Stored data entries
==============================
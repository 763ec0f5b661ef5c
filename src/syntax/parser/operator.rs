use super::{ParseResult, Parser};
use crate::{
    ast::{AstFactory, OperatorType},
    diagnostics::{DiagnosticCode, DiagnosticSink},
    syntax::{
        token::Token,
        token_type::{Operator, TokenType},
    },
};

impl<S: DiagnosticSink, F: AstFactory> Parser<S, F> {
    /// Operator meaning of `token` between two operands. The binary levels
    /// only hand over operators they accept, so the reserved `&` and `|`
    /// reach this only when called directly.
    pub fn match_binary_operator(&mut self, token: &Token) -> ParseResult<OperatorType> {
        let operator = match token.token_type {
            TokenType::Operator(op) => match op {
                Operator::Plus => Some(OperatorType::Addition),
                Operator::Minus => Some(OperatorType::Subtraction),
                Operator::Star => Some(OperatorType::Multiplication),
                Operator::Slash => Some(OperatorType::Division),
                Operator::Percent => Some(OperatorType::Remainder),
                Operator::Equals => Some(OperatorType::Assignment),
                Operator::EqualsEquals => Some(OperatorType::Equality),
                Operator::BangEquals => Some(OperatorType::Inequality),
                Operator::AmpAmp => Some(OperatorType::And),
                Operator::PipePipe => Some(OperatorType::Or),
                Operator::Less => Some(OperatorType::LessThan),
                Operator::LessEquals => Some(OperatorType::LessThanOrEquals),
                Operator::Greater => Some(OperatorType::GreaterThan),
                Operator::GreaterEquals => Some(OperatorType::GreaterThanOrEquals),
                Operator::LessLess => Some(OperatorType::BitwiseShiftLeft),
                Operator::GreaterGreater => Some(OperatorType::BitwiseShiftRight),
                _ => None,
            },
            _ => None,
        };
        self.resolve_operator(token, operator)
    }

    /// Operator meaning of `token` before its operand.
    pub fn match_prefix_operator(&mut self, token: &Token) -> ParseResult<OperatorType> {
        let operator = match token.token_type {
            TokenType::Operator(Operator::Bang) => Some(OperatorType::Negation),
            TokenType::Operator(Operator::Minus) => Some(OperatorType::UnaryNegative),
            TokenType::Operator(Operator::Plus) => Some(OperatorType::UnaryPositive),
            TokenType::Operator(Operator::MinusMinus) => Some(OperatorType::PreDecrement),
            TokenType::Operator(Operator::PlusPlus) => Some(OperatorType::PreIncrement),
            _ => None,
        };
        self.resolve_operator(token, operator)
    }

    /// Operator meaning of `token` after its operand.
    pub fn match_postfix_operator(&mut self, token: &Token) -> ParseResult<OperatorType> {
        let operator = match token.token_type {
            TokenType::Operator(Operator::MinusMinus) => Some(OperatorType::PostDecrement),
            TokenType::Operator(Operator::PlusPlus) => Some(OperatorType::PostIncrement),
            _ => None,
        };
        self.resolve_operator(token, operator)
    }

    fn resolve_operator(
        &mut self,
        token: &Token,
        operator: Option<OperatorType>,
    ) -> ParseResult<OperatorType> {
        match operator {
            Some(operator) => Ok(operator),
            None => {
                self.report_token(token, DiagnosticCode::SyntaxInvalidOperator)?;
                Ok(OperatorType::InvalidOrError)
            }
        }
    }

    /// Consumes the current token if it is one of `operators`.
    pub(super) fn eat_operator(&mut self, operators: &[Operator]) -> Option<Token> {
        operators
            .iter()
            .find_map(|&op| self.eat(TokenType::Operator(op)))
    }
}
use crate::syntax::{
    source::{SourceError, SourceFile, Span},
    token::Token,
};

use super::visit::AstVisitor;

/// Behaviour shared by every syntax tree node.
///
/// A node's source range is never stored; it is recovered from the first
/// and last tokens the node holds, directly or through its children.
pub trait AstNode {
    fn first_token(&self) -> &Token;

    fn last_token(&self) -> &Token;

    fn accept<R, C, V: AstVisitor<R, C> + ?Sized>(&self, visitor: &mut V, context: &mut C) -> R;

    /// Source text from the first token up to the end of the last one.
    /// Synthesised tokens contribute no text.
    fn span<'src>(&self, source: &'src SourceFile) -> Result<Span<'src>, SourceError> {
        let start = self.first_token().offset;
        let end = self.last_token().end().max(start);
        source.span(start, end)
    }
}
==============================
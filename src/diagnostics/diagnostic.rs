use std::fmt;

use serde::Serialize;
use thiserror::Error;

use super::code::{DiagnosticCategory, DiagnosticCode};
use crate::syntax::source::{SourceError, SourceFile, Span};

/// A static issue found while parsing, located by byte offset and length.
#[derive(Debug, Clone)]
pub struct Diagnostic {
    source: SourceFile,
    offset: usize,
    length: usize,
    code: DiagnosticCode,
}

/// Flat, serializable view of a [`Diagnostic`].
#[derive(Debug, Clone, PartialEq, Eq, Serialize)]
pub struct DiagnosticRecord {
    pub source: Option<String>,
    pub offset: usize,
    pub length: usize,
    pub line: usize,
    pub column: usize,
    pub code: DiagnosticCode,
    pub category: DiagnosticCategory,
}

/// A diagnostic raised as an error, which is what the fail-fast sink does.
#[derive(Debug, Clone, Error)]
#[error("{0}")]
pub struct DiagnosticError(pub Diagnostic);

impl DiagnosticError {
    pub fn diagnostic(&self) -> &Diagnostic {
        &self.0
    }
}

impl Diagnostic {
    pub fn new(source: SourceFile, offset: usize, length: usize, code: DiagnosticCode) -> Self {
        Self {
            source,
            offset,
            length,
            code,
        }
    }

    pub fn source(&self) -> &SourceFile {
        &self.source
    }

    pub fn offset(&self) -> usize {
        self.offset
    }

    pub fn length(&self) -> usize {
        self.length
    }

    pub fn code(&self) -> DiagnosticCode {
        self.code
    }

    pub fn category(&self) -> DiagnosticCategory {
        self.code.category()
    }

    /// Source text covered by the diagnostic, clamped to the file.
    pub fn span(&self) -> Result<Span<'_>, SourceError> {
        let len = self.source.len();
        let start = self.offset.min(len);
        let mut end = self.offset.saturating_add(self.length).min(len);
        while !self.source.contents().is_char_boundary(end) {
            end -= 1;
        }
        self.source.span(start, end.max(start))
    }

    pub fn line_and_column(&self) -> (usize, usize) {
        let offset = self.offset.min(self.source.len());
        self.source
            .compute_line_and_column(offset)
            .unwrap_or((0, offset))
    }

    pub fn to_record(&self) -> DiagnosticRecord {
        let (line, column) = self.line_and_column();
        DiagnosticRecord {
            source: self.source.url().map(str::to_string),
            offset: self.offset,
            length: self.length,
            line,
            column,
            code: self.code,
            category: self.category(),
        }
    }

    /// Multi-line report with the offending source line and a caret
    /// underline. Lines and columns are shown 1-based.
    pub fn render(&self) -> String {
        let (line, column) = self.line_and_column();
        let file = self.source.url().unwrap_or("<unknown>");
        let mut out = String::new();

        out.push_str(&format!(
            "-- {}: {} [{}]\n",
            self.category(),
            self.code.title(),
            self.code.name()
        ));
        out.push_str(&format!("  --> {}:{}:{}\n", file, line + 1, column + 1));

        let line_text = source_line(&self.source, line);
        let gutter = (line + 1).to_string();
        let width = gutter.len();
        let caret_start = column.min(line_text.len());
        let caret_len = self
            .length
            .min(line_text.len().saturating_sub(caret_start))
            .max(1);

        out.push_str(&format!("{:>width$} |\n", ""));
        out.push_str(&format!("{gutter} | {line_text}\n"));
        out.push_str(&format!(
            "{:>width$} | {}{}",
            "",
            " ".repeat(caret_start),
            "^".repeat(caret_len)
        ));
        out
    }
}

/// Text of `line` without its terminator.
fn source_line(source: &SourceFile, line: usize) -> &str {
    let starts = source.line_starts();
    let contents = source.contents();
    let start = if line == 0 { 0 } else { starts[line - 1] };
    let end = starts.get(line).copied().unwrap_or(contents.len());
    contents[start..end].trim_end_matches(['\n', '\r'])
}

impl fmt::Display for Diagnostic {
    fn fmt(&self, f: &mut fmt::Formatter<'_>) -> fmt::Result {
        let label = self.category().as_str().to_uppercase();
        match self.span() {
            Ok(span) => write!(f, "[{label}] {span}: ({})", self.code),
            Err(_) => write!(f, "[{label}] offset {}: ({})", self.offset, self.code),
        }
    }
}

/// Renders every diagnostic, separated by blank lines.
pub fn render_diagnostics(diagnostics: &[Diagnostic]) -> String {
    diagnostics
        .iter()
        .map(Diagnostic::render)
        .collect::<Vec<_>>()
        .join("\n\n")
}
==============================
Exercise goal
Please reproduce the lines from the line with "pub(super) fn eat_operator(&mut" to the line with "contribute no text.", both ends included, exactly as they appear above.

Answer box
    pub(super) fn eat_operator(&mut self, operators: &[Operator]) -> Option<Token> {
        operators
            .iter()
            .find_map(|&op| self.eat(TokenType::Operator(op)))
    }
}
use crate::syntax::{
    source::{SourceError, SourceFile, Span},
    token::Token,
};

use super::visit::AstVisitor;

/// Behaviour shared by every syntax tree node.
///
/// A node's source range is never stored; it is recovered from the first
/// and last tokens the node holds, directly or through its children.
pub trait AstNode {
    fn first_token(&self) -> &Token;

    fn last_token(&self) -> &Token;

    fn accept<R, C, V: AstVisitor<R, C> + ?Sized>(&self, visitor: &mut V, context: &mut C) -> R;

    /// Source text from the first token up to the end of the last one.
    /// Synthesised tokens contribute no text.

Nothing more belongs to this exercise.